Required work: In the material below, find the line that contains "Last status change" and the line that contains "(the booking path).", then write out exactly those two lines and everything between them.

┄┄┄┄┄┄

use chrono::{DateTime, Utc};
use serde::{Deserialize, Serialize};
use strum::{Display, EnumString};
use uuid::Uuid;
use validator::Validate;

use crate::error::{PaymentError, PaymentResult};

/// Payment lifecycle status
///
/// `Pending -> Completed | Failed | Cancelled`, `Failed -> Cancelled`,
/// `Completed -> Refunded`. Completed payments are refunded, never
/// cancelled; Refunded and Cancelled are terminal.
#[derive(
    Debug, Clone, Copy, PartialEq, Eq, Serialize, Deserialize, Display, EnumString, Default,
)]
#[serde(rename_all = "SCREAMING_SNAKE_CASE")]
#[strum(serialize_all = "SCREAMING_SNAKE_CASE")]
pub enum PaymentStatus {
    /// Recorded but not settled
    #[default]
    Pending,
    /// Settled; counts toward revenue
    Completed,
    /// Settlement failed
    Failed,
    /// Abandoned before settlement
    Cancelled,
    /// Settled and then reversed
    Refunded,
}

/// How the payment was made
#[derive(Debug, Clone, Copy, PartialEq, Eq, Serialize, Deserialize, Display, EnumString, Default)]
#[serde(rename_all = "SCREAMING_SNAKE_CASE")]
#[strum(serialize_all = "SCREAMING_SNAKE_CASE")]
pub enum PaymentMethod {
    CreditCard,
    DebitCard,
    Wallet,
    /// Synchronous online settlement, the booking path's default
    #[default]
    Online,
}

/// Payment entity - a monetary transaction tied to one ticket
#[derive(Debug, Clone, Serialize, Deserialize)]
pub struct Payment {
    /// Unique identifier
    pub id: Uuid,
    /// Unique transaction id, e.g. TXN-4F1C09AA
    pub transaction_id: String,
    /// The ticket this payment settles
    pub ticket_id: Uuid,
    /// Who paid
    pub payer_id: Uuid,
    /// Amount snapshot; immutable once recorded
    pub amount: f64,
    /// Payment method
    pub method: PaymentMethod,
    /// Current lifecycle status
    pub status: PaymentStatus,
    /// Free-form note, e.g. which event the ticket was for
    pub notes: Option<String>,
    /// When the payment was recorded
    pub payment_date: DateTime<Utc>,
    /// Last status change
    pub updated_at: DateTime<Utc>,
}

/// DTO for recording a new payment
///
/// The caller picks the initial status: `Pending` for a staged flow,
/// `Completed` when settlement is synchronous (the booking path).
#[derive(Debug, Clone, Deserialize, Validate)]
pub struct RecordPayment {
    pub ticket_id: Uuid,
    pub payer_id: Uuid,
    #[validate(range(min = 0.0))]
    pub amount: f64,
    #[serde(default)]
    pub method: PaymentMethod,
    #[serde(default)]
    pub status: PaymentStatus,
    #[serde(default)]
    pub notes: Option<String>,
}

/// DTO for updating a payment (status transitions only)
#[derive(Debug, Clone, Default, Deserialize)]
pub struct UpdatePayment {
    pub status: Option<PaymentStatus>,
}

impl Payment {
    /// Create a new payment from RecordPayment DTO
    pub fn new(input: RecordPayment) -> Self {
        let now = Utc::now();
        Self {
            id: Uuid::now_v7(),
            transaction_id: Self::generate_transaction_id(),
            ticket_id: input.ticket_id,
            payer_id: input.payer_id,
            amount: input.amount,
            method: input.method,
            status: input.status,
            notes: input.notes,
            payment_date: now,
            updated_at: now,
        }
    }

    /// Generate a transaction id of the form TXN-XXXXXXXX
    pub fn generate_transaction_id() -> String {
        let suffix = Uuid::new_v4().simple().to_string()[..8].to_uppercase();
        format!("TXN-{}", suffix)
    }

    pub fn is_completed(&self) -> bool {
        self.status == PaymentStatus::Completed
    }

    /// Move the payment to a new status, enforcing the lifecycle
    pub fn transition(&mut self, to: PaymentStatus) -> PaymentResult<()> {
        use PaymentStatus::*;

        match (self.status, to) {
            (Pending, Completed)
            | (Pending, Failed)
            | (Pending, Cancelled)
            | (Failed, Cancelled)
            | (Completed, Refunded) => {
                self.status = to;
                self.updated_at = Utc::now();
                Ok(())
            }
            (Completed, Completed) => Err(PaymentError::AlreadyCompleted(self.id)),
            (from, to) => Err(PaymentError::InvalidState { from, to }),
        }
    }

    /// Apply updates from UpdatePayment DTO
    pub fn apply_update(&mut self, update: UpdatePayment) -> PaymentResult<()> {
        if let Some(status) = update.status {
            self.transition(status)?;
        }
        Ok(())
    }
}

┄┄┄┄┄┄

Output for this task:
    /// Last status change
    pub updated_at: DateTime<Utc>,
}

/// DTO for recording a new payment
///
/// The caller picks the initial status: `Pending` for a staged flow,
/// `Completed` when settlement is synchronous (the booking path).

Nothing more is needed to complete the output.